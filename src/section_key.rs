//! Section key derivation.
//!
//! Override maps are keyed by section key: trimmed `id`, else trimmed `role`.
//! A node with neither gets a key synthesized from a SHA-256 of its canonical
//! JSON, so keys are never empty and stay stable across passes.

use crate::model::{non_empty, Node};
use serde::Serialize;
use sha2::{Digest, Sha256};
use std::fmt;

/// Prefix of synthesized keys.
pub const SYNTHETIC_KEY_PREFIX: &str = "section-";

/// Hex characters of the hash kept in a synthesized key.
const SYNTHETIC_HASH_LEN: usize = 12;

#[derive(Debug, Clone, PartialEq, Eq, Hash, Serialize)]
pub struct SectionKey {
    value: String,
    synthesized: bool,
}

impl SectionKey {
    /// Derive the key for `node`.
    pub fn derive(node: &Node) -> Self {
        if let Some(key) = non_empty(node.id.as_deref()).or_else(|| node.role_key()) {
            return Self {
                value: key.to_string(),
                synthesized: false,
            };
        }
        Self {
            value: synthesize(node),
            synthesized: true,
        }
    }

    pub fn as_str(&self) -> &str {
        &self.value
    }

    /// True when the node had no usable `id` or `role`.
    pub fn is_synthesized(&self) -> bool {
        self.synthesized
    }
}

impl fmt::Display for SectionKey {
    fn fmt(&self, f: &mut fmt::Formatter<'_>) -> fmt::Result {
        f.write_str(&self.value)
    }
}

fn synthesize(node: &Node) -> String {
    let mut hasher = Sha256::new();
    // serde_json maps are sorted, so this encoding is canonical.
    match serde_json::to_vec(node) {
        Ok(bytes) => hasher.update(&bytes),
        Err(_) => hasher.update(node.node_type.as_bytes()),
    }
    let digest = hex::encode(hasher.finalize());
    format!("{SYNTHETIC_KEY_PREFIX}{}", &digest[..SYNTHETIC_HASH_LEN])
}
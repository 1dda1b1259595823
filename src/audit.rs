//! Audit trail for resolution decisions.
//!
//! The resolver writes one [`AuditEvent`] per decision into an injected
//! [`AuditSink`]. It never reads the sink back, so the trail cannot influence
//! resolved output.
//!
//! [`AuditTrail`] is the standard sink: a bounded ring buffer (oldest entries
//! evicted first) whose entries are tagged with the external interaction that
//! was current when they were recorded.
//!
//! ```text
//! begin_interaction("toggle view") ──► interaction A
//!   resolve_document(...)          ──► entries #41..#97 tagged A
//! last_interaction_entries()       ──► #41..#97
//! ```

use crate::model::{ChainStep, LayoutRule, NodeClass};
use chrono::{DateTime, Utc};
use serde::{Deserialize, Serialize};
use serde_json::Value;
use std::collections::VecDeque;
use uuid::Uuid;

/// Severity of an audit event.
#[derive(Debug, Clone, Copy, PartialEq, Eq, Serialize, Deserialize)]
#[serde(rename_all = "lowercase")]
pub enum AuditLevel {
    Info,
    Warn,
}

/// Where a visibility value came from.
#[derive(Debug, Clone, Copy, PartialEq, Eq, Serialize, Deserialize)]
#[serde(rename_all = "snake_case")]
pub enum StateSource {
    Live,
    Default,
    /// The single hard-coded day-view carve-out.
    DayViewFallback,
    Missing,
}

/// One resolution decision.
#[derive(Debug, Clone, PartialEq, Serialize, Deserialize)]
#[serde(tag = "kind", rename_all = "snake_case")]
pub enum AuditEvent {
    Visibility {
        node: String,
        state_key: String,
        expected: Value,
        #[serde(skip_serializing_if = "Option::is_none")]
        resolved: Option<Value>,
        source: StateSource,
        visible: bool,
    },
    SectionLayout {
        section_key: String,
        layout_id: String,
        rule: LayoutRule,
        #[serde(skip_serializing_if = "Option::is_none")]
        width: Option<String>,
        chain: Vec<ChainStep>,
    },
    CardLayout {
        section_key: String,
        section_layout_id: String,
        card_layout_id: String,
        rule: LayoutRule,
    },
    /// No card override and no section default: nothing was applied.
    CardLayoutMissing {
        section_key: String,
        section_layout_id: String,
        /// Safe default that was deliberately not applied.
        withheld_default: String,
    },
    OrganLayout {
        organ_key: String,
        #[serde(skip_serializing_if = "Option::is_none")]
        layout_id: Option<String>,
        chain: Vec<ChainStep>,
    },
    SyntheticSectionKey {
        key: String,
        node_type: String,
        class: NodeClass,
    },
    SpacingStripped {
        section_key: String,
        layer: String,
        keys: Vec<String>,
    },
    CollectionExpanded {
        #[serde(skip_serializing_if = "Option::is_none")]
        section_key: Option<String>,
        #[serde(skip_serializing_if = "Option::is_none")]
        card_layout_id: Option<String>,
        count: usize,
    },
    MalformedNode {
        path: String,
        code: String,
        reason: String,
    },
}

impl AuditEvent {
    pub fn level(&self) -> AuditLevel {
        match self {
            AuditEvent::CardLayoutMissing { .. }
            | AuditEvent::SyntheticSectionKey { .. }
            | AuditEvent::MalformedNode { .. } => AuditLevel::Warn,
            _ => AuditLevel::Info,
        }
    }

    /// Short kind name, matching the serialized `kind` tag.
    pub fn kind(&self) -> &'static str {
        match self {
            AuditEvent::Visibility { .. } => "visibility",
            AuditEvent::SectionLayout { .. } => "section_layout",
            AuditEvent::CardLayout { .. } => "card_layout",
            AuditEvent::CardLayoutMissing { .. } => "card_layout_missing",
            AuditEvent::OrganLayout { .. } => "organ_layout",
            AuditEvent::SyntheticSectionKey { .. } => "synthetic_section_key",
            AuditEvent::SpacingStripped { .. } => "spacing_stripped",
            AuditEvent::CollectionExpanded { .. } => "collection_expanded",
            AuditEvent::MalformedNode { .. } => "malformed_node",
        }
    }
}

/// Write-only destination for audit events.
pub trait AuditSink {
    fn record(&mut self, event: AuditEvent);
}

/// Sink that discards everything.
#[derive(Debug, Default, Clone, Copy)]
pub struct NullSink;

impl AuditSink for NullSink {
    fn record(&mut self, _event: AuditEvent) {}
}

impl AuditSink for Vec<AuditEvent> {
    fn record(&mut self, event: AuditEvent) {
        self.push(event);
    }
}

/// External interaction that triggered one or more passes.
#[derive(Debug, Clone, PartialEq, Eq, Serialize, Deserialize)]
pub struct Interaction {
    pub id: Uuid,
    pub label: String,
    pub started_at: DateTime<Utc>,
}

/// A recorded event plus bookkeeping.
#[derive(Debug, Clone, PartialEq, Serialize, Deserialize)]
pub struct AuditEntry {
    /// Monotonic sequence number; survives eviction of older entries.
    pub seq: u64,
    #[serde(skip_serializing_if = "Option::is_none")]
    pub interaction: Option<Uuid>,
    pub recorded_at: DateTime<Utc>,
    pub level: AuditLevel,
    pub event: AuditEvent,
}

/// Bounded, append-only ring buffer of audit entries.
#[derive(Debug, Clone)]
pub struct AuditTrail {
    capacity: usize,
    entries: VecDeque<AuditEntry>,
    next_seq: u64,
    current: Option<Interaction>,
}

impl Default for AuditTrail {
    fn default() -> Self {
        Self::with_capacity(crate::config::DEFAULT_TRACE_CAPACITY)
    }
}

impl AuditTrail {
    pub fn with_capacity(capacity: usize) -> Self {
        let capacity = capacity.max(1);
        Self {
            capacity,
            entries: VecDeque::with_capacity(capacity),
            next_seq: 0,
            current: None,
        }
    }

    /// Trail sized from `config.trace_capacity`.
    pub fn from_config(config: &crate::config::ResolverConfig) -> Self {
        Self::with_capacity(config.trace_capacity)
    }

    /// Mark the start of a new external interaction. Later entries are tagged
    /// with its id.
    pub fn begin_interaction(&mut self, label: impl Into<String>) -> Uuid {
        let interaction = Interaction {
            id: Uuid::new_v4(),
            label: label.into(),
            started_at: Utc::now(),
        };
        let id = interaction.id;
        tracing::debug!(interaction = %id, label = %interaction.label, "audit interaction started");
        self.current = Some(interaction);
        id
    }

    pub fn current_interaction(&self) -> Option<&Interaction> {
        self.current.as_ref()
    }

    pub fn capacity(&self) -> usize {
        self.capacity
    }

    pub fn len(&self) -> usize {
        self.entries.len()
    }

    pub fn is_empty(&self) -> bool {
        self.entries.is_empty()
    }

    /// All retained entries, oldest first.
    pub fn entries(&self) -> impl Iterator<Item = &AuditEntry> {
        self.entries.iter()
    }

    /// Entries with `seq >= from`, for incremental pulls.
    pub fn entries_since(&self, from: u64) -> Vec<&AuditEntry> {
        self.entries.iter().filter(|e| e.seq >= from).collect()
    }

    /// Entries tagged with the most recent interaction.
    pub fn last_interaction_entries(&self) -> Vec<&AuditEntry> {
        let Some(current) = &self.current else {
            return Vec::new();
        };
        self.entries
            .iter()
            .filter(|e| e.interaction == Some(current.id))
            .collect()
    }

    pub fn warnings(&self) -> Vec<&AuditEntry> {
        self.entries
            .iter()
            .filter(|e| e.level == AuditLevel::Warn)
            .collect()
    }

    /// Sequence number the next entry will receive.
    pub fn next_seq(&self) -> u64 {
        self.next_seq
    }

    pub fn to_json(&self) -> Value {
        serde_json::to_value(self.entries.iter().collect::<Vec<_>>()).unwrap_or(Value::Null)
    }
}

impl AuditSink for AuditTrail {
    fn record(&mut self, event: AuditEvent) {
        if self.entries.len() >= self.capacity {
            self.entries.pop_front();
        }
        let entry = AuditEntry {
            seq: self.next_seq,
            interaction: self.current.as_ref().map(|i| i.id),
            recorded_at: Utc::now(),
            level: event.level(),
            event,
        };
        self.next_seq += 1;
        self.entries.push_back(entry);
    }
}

== == ==

**The problem**
Filter the entries above and return only the lines holding "resolved".

**Written response**
//! resolved output.
        resolved: Option<Value>,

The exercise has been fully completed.